On Facebook, starting this morning and continuing on into the early evening, I campaigned, not fiercely but I campaigned nonetheless, to get someone to come to my house. My mom's been in pain, Calyn's been covered by the first week of school, Austyn, Adam and I have been stuck at home. (I would have included my dad in this sentence because he's been working like that proverbial dog, but because of all that work, I knew he probably wouldn't be home if someone came over. Or if he was, he'd probably apologize to whomever came over for being a bad host, and then promptly go to bed.) I knew we'd all like it if some new life walked into the house. The atmosphere has been far too despondent.

While enticing to some, my campaign proved rather fruitless. One friend this morning expressed interest in dropping by, but his wife was out of town and he was babysitting his granddaughter. Other friends vowed they would have been here in a second, but they live too far away. Folding a map to shorten the continent didn't work. No TV cabinets, wardrobes or other sundry pieces of household furniture were found to house magical passages to my house or anywhere near it.

At least I gave it the old college try.

Skip to the scene where we're eating dinner. There I sit on the couch with my plate on my lap, 2 of the 3 boys already populating the living room furniture as well, and what should we hear but a knock on the door. As I had a plate of food and a pillow in my lap and was sitting far back in the abyss of our monster of a couch, I knew I couldn't jump up right away. I also knew my dad in the other room was closer to the door and could probably make it there before me. So I stayed in my seat, eagerly looked at the door, and thought. "Did someone decide to drop by and they didn't tell me?!" My dad opens the door and in walks...

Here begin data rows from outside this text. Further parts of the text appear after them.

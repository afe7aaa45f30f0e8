//! Lifecycle glue for the host application.
//!
//! The host drives the core through three entry points:
//!
//! - [`Core::load`] when it starts: builds the manager and starts watching the
//!   configured path.
//! - [`Core::follow_settings`] to hand over the watch-path setting. Every new
//!   value triggers a reconfiguration.
//! - [`Core::unload`] when it shuts down: stops listening for settings, closes
//!   the watch and returns only once everything is released.
//!
//! A failing path never fails the host. The core logs the error, stays without
//! a session, and picks up again on the next settings change.

use std::sync::Arc;

use tokio::sync::{oneshot, watch};
use tokio::task::JoinHandle;
use tracing::{debug, info, warn};

use crate::config::Config;
use crate::error::WatchInitError;
use crate::manager::WatchManager;
use crate::sink::EventSink;
use crate::types::WatchPath;

/// Background task applying settings changes.
#[derive(Debug)]
struct SettingsListener {
    shutdown: oneshot::Sender<()>,
    task: JoinHandle<()>,
}

impl SettingsListener {
    async fn shutdown(self) {
        // The task may already have ended because the settings channel closed
        let _ = self.shutdown.send(());
        if let Err(e) = self.task.await {
            warn!(error = %e, "Settings listener failed");
        }
    }
}

/// The watch service as seen by the host.
#[derive(Debug)]
pub struct Core<S: EventSink> {
    manager: Arc<WatchManager<S>>,
    settings: Option<SettingsListener>,
}

impl<S: EventSink> Core<S> {
    /// Builds the manager and starts watching `config.watch_path`.
    ///
    /// If the initial path cannot be watched, the error is logged and the core
    /// is returned without a session.
    pub async fn load(config: &Config, sink: S) -> Self {
        let manager = Arc::new(WatchManager::with_options(sink, config.session_options()));

        match manager.start(config.watch_path.clone()).await {
            Ok(()) => info!(path = %config.watch_path, "Core loaded"),
            Err(e) => warn!(
                path = %config.watch_path,
                error = %e,
                "Core loaded without a watch, waiting for a usable path"
            ),
        }

        Self {
            manager,
            settings: None,
        }
    }

    #[must_use]
    pub fn manager(&self) -> &WatchManager<S> {
        &self.manager
    }

    /// Applies a new watch-path setting.
    ///
    /// # Errors
    ///
    /// Returns the [`WatchInitError`] if the new path cannot be watched; the
    /// core is then without a session until the next change.
    pub async fn on_watch_path_changed(&self, path: WatchPath) -> Result<(), WatchInitError> {
        self.manager.reconfigure(path).await
    }

    /// Reconfigures on every value published to `settings`.
    ///
    /// The value current at the time of the call is not applied; only later
    /// changes are. Replaces any listener installed earlier.
    pub async fn follow_settings(&mut self, mut settings: watch::Receiver<WatchPath>) {
        if let Some(previous) = self.settings.take() {
            previous.shutdown().await;
        }

        settings.mark_unchanged();

        let manager = Arc::clone(&self.manager);
        let (shutdown_tx, mut shutdown_rx) = oneshot::channel();

        let task = tokio::spawn(async move {
            loop {
                tokio::select! {
                    _ = &mut shutdown_rx => break,
                    changed = settings.changed() => {
                        if changed.is_err() {
                            debug!("Settings channel closed");
                            break;
                        }

                        let path = settings.borrow_and_update().clone();
                        info!(path = %path, "Watch path setting changed");

                        if let Err(e) = manager.reconfigure(path.clone()).await {
                            warn!(path = %path, error = %e, "Could not watch new path");
                        }
                    }
                }
            }
        });

        self.settings = Some(SettingsListener {
            shutdown: shutdown_tx,
            task,
        });
    }

    /// Stops following settings and closes the watch.
    pub async fn unload(mut self) {
        if let Some(listener) = self.settings.take() {
            listener.shutdown().await;
        }

        self.manager.stop().await;

        let dropped = self.manager.dropped_events();
        if dropped > 0 {
            warn!(dropped_events = dropped, "Sink rejected some events");
        }
        info!(
            forwarded_events = self.manager.forwarded_events(),
            "Core unloaded"
        );
    }
}
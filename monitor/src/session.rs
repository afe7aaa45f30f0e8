//! A single live watch on one directory.
//!
//! A [`WatchSession`] owns exactly one [`notify`] watcher armed on one root and
//! translates the raw notifications it produces into [`FileEvent`]s.
//!
//! # Architecture
//!
//! The notify callback runs on the backend's own thread. It is kept
//! lightweight: it maps the raw event to zero or more [`FileEvent`]s and pushes
//! them into an unbounded channel, so the OS intake is never blocked and no
//! event is dropped while the session is open. The receiving half of that
//! channel is handed out once through [`WatchSession::events`].
//!
//! The sending half sits behind a mutex shared with the callback, together
//! with the record of files and directories known under the root. Closing the
//! session takes the sender out under that mutex before the OS watch is
//! released, so once [`WatchSession::close`] returns the callback can no
//! longer emit anything, even if the backend thread is still winding down.
//!
//! Right after the watch is armed the root is scanned to fill that record.
//! Notifications arriving during the scan are held back and applied after
//! it, so with an initial scan every existing file is reported as added
//! before any live change to it, and never twice.
//!
//! # Example
//!
//! ```no_run
//! use futures::StreamExt;
//! use folderwatch::session::{SessionOptions, WatchSession};
//! use folderwatch::types::WatchPath;
//!
//! #[tokio::main]
//! async fn main() -> Result<(), Box<dyn std::error::Error>> {
//!     let path = WatchPath::new("/tmp/a")?;
//!     let mut session = WatchSession::open(path, SessionOptions::default())?;
//!
//!     let mut events = Box::pin(session.events());
//!     while let Some(event) = events.next().await {
//!         println!("{event}");
//!     }
//!
//!     session.close()?;
//!     Ok(())
//! }
//! ```

use std::fs;
use std::path::{Path, PathBuf};
use std::sync::atomic::{AtomicU64, Ordering};
use std::sync::{Arc, Mutex, MutexGuard, PoisonError};

use chrono::Utc;
use futures::stream::{self, Stream};
use notify::{Config, Event, RecommendedWatcher, RecursiveMode, Watcher};
use tokio::sync::mpsc;
use tracing::{debug, error, info, trace, warn};

use crate::error::{WatchInitError, WatchTeardownError};
use crate::tree::FileTree;
use crate::types::{FileEvent, FileEventKind, WatchPath};

static NEXT_SESSION_ID: AtomicU64 = AtomicU64::new(1);

/// State shared with the notify callback.
#[derive(Debug)]
struct IntakeState {
    /// Sending half of the event channel. `None` once the session is closed.
    tx: Option<mpsc::UnboundedSender<FileEvent>>,

    tree: FileTree,

    /// Raw events received before the initial scan finished.
    backlog: Option<Vec<Event>>,
}

impl IntakeState {
    fn send(&self, events: Vec<FileEvent>) {
        let Some(tx) = self.tx.as_ref() else {
            trace!(count = events.len(), "Session closed, discarding events");
            return;
        };

        for event in events {
            if tx.send(event).is_err() {
                debug!("Event receiver dropped");
                break;
            }
        }
    }
}

type Intake = Arc<Mutex<IntakeState>>;

/// Lifecycle state of a [`WatchSession`].
#[derive(Debug, Clone, Copy, PartialEq, Eq)]
pub enum SessionState {
    /// Constructed, OS watch not yet armed.
    Initializing,
    /// OS watch armed, events flowing.
    Active,
    /// OS watch released. Terminal.
    Closed,
}

/// Options controlling how a session arms its watch.
#[derive(Debug, Clone, Copy, PartialEq, Eq)]
pub struct SessionOptions {
    /// Watch the whole tree under the root rather than only its direct entries.
    pub recursive: bool,

    /// Report every file already present under the root as [`FileEventKind::Added`]
    /// right after the watch is armed.
    pub initial_scan: bool,
}

impl Default for SessionOptions {
    fn default() -> Self {
        Self {
            recursive: true,
            initial_scan: false,
        }
    }
}

impl SessionOptions {
    fn recursive_mode(self) -> RecursiveMode {
        if self.recursive {
            RecursiveMode::Recursive
        } else {
            RecursiveMode::NonRecursive
        }
    }
}

/// One armed watch on one directory.
///
/// Dropping a session closes it.
#[derive(Debug)]
pub struct WatchSession {
    id: u64,
    path: WatchPath,
    root: PathBuf,
    options: SessionOptions,
    state: SessionState,

    /// The underlying file system watcher. `None` once released.
    watcher: Option<RecommendedWatcher>,

    intake: Intake,

    /// Receiving half, until taken by [`WatchSession::events`].
    events: Option<mpsc::UnboundedReceiver<FileEvent>>,

    #[cfg(test)]
    fail_release: bool,
}

impl WatchSession {
    /// Resolves `path` and arms a watch on it.
    ///
    /// The root is canonicalized, so every emitted event carries an absolute
    /// path under the canonical root even when `path` is relative.
    ///
    /// # Errors
    ///
    /// Returns a [`WatchInitError`] if:
    /// - The path does not exist or is not a directory
    /// - The directory cannot be read
    /// - The notify backend cannot be created or armed (including OS watch limits)
    pub fn open(path: WatchPath, options: SessionOptions) -> Result<Self, WatchInitError> {
        let root = resolve_root(path.as_path())?;

        let (tx, rx) = mpsc::unbounded_channel();

        let mut session = Self {
            id: NEXT_SESSION_ID.fetch_add(1, Ordering::Relaxed),
            path,
            root: root.clone(),
            options,
            state: SessionState::Initializing,
            watcher: None,
            intake: Arc::new(Mutex::new(IntakeState {
                tx: Some(tx),
                tree: FileTree::new(root, options.recursive),
                backlog: Some(Vec::new()),
            })),
            events: Some(rx),
            #[cfg(test)]
            fail_release: false,
        };

        session.arm()?;

        Ok(session)
    }

    /// Creates the notify watcher, arms it, and scans the root.
    fn arm(&mut self) -> Result<(), WatchInitError> {
        let intake = Arc::clone(&self.intake);
        let root = self.root.clone();

        let mut watcher = RecommendedWatcher::new(
            move |res: notify::Result<Event>| {
                handle_notify_event(res, &root, &intake);
            },
            Config::default(),
        )
        .map_err(|e| WatchInitError::from_notify(self.root.clone(), e))?;

        watcher
            .watch(&self.root, self.options.recursive_mode())
            .map_err(|e| WatchInitError::from_notify(self.root.clone(), e))?;

        self.watcher = Some(watcher);
        self.state = SessionState::Active;

        info!(
            session_id = self.id,
            root = %self.root.display(),
            recursive = self.options.recursive,
            "Watch session opened"
        );

        let mut state = lock_intake(&self.intake);
        let existing = state.tree.seed();

        if self.options.initial_scan {
            info!(
                session_id = self.id,
                file_count = existing.len(),
                "Reporting existing files"
            );
            state.send(
                existing
                    .into_iter()
                    .map(|path| FileEvent::new(FileEventKind::Added, path))
                    .collect(),
            );
        } else {
            debug!(
                session_id = self.id,
                file_count = existing.len(),
                "Recorded existing files"
            );
        }

        let backlog = state.backlog.take().unwrap_or_default();
        for event in &backlog {
            let events = state.tree.apply(event);
            state.send(events);
        }

        Ok(())
    }

    /// Takes the stream of events produced by this session.
    ///
    /// The stream is lazy and yields events in the order the OS reported them.
    /// It ends only after the session is closed and every event queued before
    /// the close has been yielded. It can be taken once; later calls return an
    /// empty stream.
    pub fn events(&mut self) -> impl Stream<Item = FileEvent> + Send + 'static {
        if self.events.is_none() {
            warn!(session_id = self.id, "Event stream already taken");
        }

        stream::unfold(self.events.take(), |rx| async move {
            let mut rx = rx?;
            let event = rx.recv().await?;
            Some((event, Some(rx)))
        })
    }

    /// Closes the session and releases the OS watch.
    ///
    /// Idempotent. After this returns no further event is pushed into the
    /// stream; events queued before the close remain readable.
    ///
    /// # Errors
    ///
    /// Returns a [`WatchTeardownError`] if the backend failed to release the
    /// watch. The session is closed regardless.
    pub fn close(&mut self) -> Result<(), WatchTeardownError> {
        if self.state == SessionState::Closed {
            return Ok(());
        }

        // Detach the callback first; it holds this lock while sending.
        lock_intake(&self.intake).tx.take();
        self.state = SessionState::Closed;

        // Never armed (open failed half way)
        let Some(mut watcher) = self.watcher.take() else {
            return Ok(());
        };

        let released = watcher.unwatch(&self.root);

        #[cfg(test)]
        let released = if self.fail_release {
            Err(notify::Error::generic("release refused"))
        } else {
            released
        };

        let result = match released {
            Ok(()) => Ok(()),
            Err(e) if matches!(e.kind, notify::ErrorKind::WatchNotFound) => {
                debug!(
                    session_id = self.id,
                    root = %self.root.display(),
                    "Watch already released by the OS"
                );
                Ok(())
            }
            Err(source) => Err(WatchTeardownError {
                path: self.root.clone(),
                source,
            }),
        };

        // Dropping the watcher shuts down the backend
        drop(watcher);

        info!(
            session_id = self.id,
            root = %self.root.display(),
            "Watch session closed"
        );

        result
    }

    /// Process-unique identifier, useful for correlating log lines.
    #[must_use]
    pub fn id(&self) -> u64 {
        self.id
    }

    /// The path as configured.
    #[must_use]
    pub fn path(&self) -> &WatchPath {
        &self.path
    }

    /// The canonical root being watched.
    #[must_use]
    pub fn root(&self) -> &Path {
        &self.root
    }

    #[must_use]
    pub fn options(&self) -> SessionOptions {
        self.options
    }

    #[must_use]
    pub fn state(&self) -> SessionState {
        self.state
    }

    /// Makes the next [`close`](Self::close) report a backend failure.
    #[cfg(test)]
    pub(crate) fn fail_next_release(&mut self) {
        self.fail_release = true;
    }
}

impl Drop for WatchSession {
    fn drop(&mut self) {
        if let Err(e) = self.close() {
            warn!(session_id = self.id, error = %e, "Leaked OS watch on drop");
        }
    }
}

fn lock_intake(intake: &Intake) -> MutexGuard<'_, IntakeState> {
    intake.lock().unwrap_or_else(PoisonError::into_inner)
}

/// Canonicalizes the root and checks that it is a readable directory.
fn resolve_root(path: &Path) -> Result<PathBuf, WatchInitError> {
    let root =
        fs::canonicalize(path).map_err(|e| WatchInitError::from_io(path.to_path_buf(), e))?;

    let metadata = fs::metadata(&root).map_err(|e| WatchInitError::from_io(root.clone(), e))?;
    if !metadata.is_dir() {
        return Err(WatchInitError::NotADirectory(root));
    }

    // Surface permission problems now rather than as a silent, empty watch
    fs::read_dir(&root).map_err(|e| WatchInitError::from_io(root.clone(), e))?;

    Ok(root)
}

/// Handles events from the notify crate.
///
/// Runs on the backend thread; only translates and enqueues.
fn handle_notify_event(res: notify::Result<Event>, root: &Path, intake: &Intake) {
    let event = match res {
        Ok(event) => event,
        Err(e) => {
            error!(root = %root.display(), error = %e, "File watcher error");
            return;
        }
    };

    trace!(kind = ?event.kind, paths = ?event.paths, "Received notify event");

    let mut state = lock_intake(intake);
    if state.tx.is_none() {
        trace!("Session closed, discarding notify event");
        return;
    }

    if let Some(backlog) = state.backlog.as_mut() {
        backlog.push(event);
        return;
    }

    let events = state.tree.apply(&event);
    if !events.is_empty() {
        state.send(events);
    }
}
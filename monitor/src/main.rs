//! Folderwatch - reconfigurable directory watch service.
//!
//! This binary watches a directory and prints a notice for every file that is
//! added, changed or removed under it.
//!
//! # Commands
//!
//! - `folderwatch run`: Watch a directory until interrupted. Every line read
//!   from stdin is taken as a new directory to watch.
//! - `folderwatch check <path>`: Verify that a directory can be watched.
//!
//! # Environment Variables
//!
//! See `folderwatch::config` for available configuration options.

use std::io::{self, Write};
use std::path::Path;
use std::time::Duration;

use anyhow::{Context, Result};
use clap::{Parser, Subcommand};
use tokio::io::{AsyncBufReadExt, BufReader};
use tokio::signal;
use tokio::sync::watch;
use tracing::{error, info, warn};
use tracing_subscriber::EnvFilter;

use folderwatch::config::Config;
use folderwatch::error::{EventDeliveryError, WatchTeardownError};
use folderwatch::host::Core;
use folderwatch::session::{SessionOptions, WatchSession};
use folderwatch::sink::EventSink;
use folderwatch::types::{FileEvent, WatchPath};

/// Time allowed for background tasks (stdin reader) to finish on exit.
const SHUTDOWN_TIMEOUT_SECS: u64 = 2;

/// Folderwatch - reconfigurable directory watch service.
///
/// Watches a directory and reports file additions, changes and removals.
#[derive(Parser, Debug)]
#[command(name = "folderwatch")]
#[command(author, version, about, long_about = None)]
#[command(after_help = "\
ENVIRONMENT VARIABLES:
    FOLDERWATCH_PATH           Directory to watch (default: ~/Documents)
    FOLDERWATCH_RECURSIVE      Watch subdirectories (default: true)
    FOLDERWATCH_INITIAL_SCAN   Report existing files on start (default: false)

EXAMPLES:
    # Watch the default directory
    folderwatch run

    # Watch a specific directory, emitting JSON lines
    folderwatch run --path /tmp/a --json

    # Switch to another directory while running
    echo /tmp/b | folderwatch run --path /tmp/a
")]
struct Cli {
    #[command(subcommand)]
    command: Command,
}

/// CLI subcommands.
#[derive(Subcommand, Debug)]
enum Command {
    /// Watch a directory and print every file event.
    ///
    /// Each line read from stdin replaces the watched directory.
    Run {
        /// Directory to watch (overrides FOLDERWATCH_PATH).
        #[arg(short, long)]
        path: Option<String>,

        /// Only watch the directory's direct entries.
        #[arg(long)]
        non_recursive: bool,

        /// Report files that already exist when a watch starts.
        #[arg(long)]
        initial_scan: bool,

        /// Print events as JSON lines instead of notices.
        #[arg(long)]
        json: bool,
    },

    /// Check that a directory can be watched, then exit.
    Check {
        /// Directory to check.
        path: String,
    },
}

/// Prints events to stdout, one per line.
#[derive(Debug)]
struct NoticeSink {
    json: bool,
}

impl EventSink for NoticeSink {
    fn on_event(&self, event: FileEvent) -> std::result::Result<(), EventDeliveryError> {
        let line = if self.json {
            serde_json::to_string(&event)
                .map_err(|e| EventDeliveryError::Rejected(e.to_string()))?
        } else {
            event.to_string()
        };

        writeln!(io::stdout().lock(), "{line}")
            .map_err(|e| EventDeliveryError::Rejected(e.to_string()))
    }

    fn on_session_opened(&self, root: &Path) {
        info!(root = %root.display(), "Watching directory");
    }

    fn on_session_closed(&self, root: &Path, teardown: Option<&WatchTeardownError>) {
        match teardown {
            Some(e) => warn!(root = %root.display(), error = %e, "Stopped watching, watch leaked"),
            None => info!(root = %root.display(), "Stopped watching directory"),
        }
    }
}

fn main() -> Result<()> {
    let cli = Cli::parse();

    match cli.command {
        Command::Check { path } => run_check(&path),
        Command::Run {
            path,
            non_recursive,
            initial_scan,
            json,
        } => {
            let config = load_config(path, non_recursive, initial_scan)
                .context("Failed to load configuration")?;

            let runtime = tokio::runtime::Builder::new_multi_thread()
                .enable_all()
                .build()
                .context("Failed to create tokio runtime")?;

            let result = runtime.block_on(run_watch(config, json));

            // The stdin reader blocks in a background thread; do not wait on it forever
            runtime.shutdown_timeout(Duration::from_secs(SHUTDOWN_TIMEOUT_SECS));

            result
        }
    }
}

/// Builds the configuration from the environment, then applies CLI overrides.
fn load_config(
    path: Option<String>,
    non_recursive: bool,
    initial_scan: bool,
) -> folderwatch::Result<Config> {
    let mut config = Config::from_env()?;

    if let Some(path) = path {
        config.watch_path = WatchPath::new(path)?;
    }
    if non_recursive {
        config.recursive = false;
    }
    if initial_scan {
        config.initial_scan = true;
    }

    Ok(config)
}

/// Runs the check command: arms and releases a watch on `path`.
fn run_check(path: &str) -> Result<()> {
    let watch_path = WatchPath::new(path).context("Invalid path")?;

    let mut session = WatchSession::open(watch_path, SessionOptions::default())
        .with_context(|| format!("Cannot watch {path}"))?;

    println!("OK: {} can be watched", session.root().display());

    session
        .close()
        .context("Watch was armed but could not be released")?;

    Ok(())
}

/// Runs the watch service until a shutdown signal arrives.
async fn run_watch(config: Config, json: bool) -> Result<()> {
    init_logging();

    info!(
        watch_path = %config.watch_path,
        recursive = config.recursive,
        initial_scan = config.initial_scan,
        "Configuration loaded"
    );

    let mut core = Core::load(&config, NoticeSink { json }).await;

    let (settings_tx, settings_rx) = watch::channel(config.watch_path.clone());
    core.follow_settings(settings_rx).await;
    tokio::spawn(read_paths_from_stdin(settings_tx));

    info!("Folderwatch running. Press Ctrl+C to stop.");

    wait_for_shutdown().await;
    info!("Shutdown signal received");

    core.unload().await;

    info!("Folderwatch stopped");
    Ok(())
}

/// Publishes every non-blank stdin line as the new watch path.
async fn read_paths_from_stdin(settings: watch::Sender<WatchPath>) {
    let mut lines = BufReader::new(tokio::io::stdin()).lines();

    loop {
        match lines.next_line().await {
            Ok(Some(line)) => match WatchPath::new(line.trim()) {
                Ok(path) => {
                    if settings.send(path).is_err() {
                        break;
                    }
                }
                Err(e) => warn!(error = %e, "Ignoring blank path on stdin"),
            },
            Ok(None) => break,
            Err(e) => {
                error!(error = %e, "Failed to read stdin");
                break;
            }
        }
    }
}

/// Initializes the logging subsystem.
///
/// Logs go to stderr so stdout carries only events.
fn init_logging() {
    let filter = EnvFilter::try_from_default_env().unwrap_or_else(|_| EnvFilter::new("info"));

    tracing_subscriber::fmt()
        .with_env_filter(filter)
        .with_writer(io::stderr)
        .with_target(true)
        .with_level(true)
        .init();
}

/// Waits for a shutdown signal (SIGINT or SIGTERM).
async fn wait_for_shutdown() {
    let ctrl_c = async {
        if let Err(e) = signal::ctrl_c().await {
            error!(error = %e, "Failed to install Ctrl+C handler");
            std::future::pending::<()>().await;
        }
    };

    #[cfg(unix)]
    let terminate = async {
        match signal::unix::signal(signal::unix::SignalKind::terminate()) {
            Ok(mut sigterm) => {
                sigterm.recv().await;
            }
            Err(e) => {
                error!(error = %e, "Failed to install SIGTERM handler");
                std::future::pending::<()>().await;
            }
        }
    };

    #[cfg(not(unix))]
    let terminate = std::future::pending::<()>();

    tokio::select! {
        _ = ctrl_c => {},
        _ = terminate => {},
    }
}
//! The consumer side of the watch service.
//!
//! A [`EventSink`] receives every [`FileEvent`] the active session produces.
//! Presentation (notices, rate limiting, formatting) is entirely the sink's
//! business; the manager only hands events over in order.

use std::path::Path;
use std::sync::Arc;

use tokio::sync::mpsc;

use crate::error::{EventDeliveryError, WatchTeardownError};
use crate::types::FileEvent;

/// Receives file events from a [`WatchManager`](crate::manager::WatchManager).
///
/// Called from the manager's forwarding task, one event at a time and in
/// order. Implementations must not block for long: while `on_event` runs, the
/// next events of the session wait in the manager's queue.
pub trait EventSink: Send + Sync + 'static {
    /// Accepts one event.
    ///
    /// # Errors
    ///
    /// Returning an error drops this event only; later events are still
    /// delivered.
    fn on_event(&self, event: FileEvent) -> Result<(), EventDeliveryError>;

    /// A session was armed on `root`.
    fn on_session_opened(&self, _root: &Path) {}

    /// The session on `root` was closed and all of its events were delivered.
    ///
    /// `teardown` carries the error if the OS watch could not be released.
    fn on_session_closed(&self, _root: &Path, _teardown: Option<&WatchTeardownError>) {}
}

impl<S: EventSink + ?Sized> EventSink for Arc<S> {
    fn on_event(&self, event: FileEvent) -> Result<(), EventDeliveryError> {
        (**self).on_event(event)
    }

    fn on_session_opened(&self, root: &Path) {
        (**self).on_session_opened(root);
    }

    fn on_session_closed(&self, root: &Path, teardown: Option<&WatchTeardownError>) {
        (**self).on_session_closed(root, teardown);
    }
}

impl EventSink for mpsc::UnboundedSender<FileEvent> {
    fn on_event(&self, event: FileEvent) -> Result<(), EventDeliveryError> {
        self.send(event).map_err(|_| EventDeliveryError::Closed)
    }
}

/// Bounded channels reject instead of waiting when full.
impl EventSink for mpsc::Sender<FileEvent> {
    fn on_event(&self, event: FileEvent) -> Result<(), EventDeliveryError> {
        self.try_send(event).map_err(|e| match e {
            mpsc::error::TrySendError::Full(_) => {
                EventDeliveryError::Rejected("channel full".to_string())
            }
            mpsc::error::TrySendError::Closed(_) => EventDeliveryError::Closed,
        })
    }
}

...one of Adam's brothers. He had come to give Adam some mail and some of his things that he wasn't able to get when he moved out. ("Moved out".......but that's a rant I don't need to get into right now.)

1) He is not one of the 300-something people who comprise my Facebook friend list.
2) He didn't come to see me. Didn't come to see my mom. Didn't even know that my mom's been ill. And wasn't intending to stick around and visit at all. Just drop off his deliveries, exchange a few societal conversational courtesies, and go back to his home.

I wanted someone to come over and someone came over, all right. But it wasn't because of any effort on my part.

No control over my life. None.

Wednesday, August 31, 2011

The romantic and the ordinary.

Latin.

What comes to mind upon reading that word? Think about it. Let it fill your brain.

Now hold that thought. Store it. But keep it close, as to facilitate recall momentarily.


Washing dishes.

What enters your mind after the leading of that phrase? Dwell on that a moment.


It is now time to employ your recall. Remember what you thought when reading "latin." Compare it to what you thought after reading "washing dishes."

Your thoughts aren't jiving, are they? They're nothing alike, right?

Neither are mine.

I did this same mental exercise earlier as I was singing in Latin and thinking about how wonderful it feels to sing in Latin, then being drawn back to the fact that I was washing dishes while doing so. Something about that seemed odd to my brain.

Yet completely natural.

It's really easy for me to get preoccupied with what's happening in front of my face, what physical activity my body is currently engaged in, what the people around me need me to do. I imagine that's probably true for you, too.

That's why I sing in Latin. That's why I read stories. That's why I listen to music, why I talk to people, why I stalk their Facebook pages and Twitter feeds. They all remind me that there's more out there than myself and the mire in which I tend to live. People and cultures have lived before me. People and cultures will live after me. People and cultures I don't know are living now. As important as it is to attend the crusty dishes residing in the sink, it's equally as important to be aware of the wideness of existence.

And so I sing Latin while I wash.
And speak German while I fold laundry.
Listen to centuries-old compositions on 21st-Century gadgets.
And write letters to a girl a world away in South Africa, whose life is more like mine than I expected.

Tuesday, August 30, 2011

Cooking for six

Today, I am trying to plan meals.

That sounds like a straightforward task, but appearances are often deceptive.

When deciding what to feed the six of us, here is a list of all of the things I have to consider:

- Some of us (and by "some of us" I mean "I") have a palate with the sophistication of a six-year-old living in a poor house. This translates into "Please, feed me Cheerios and peanut butter and jelly sandwiches. I don't want that fancy schmancy stuff they're making on TV."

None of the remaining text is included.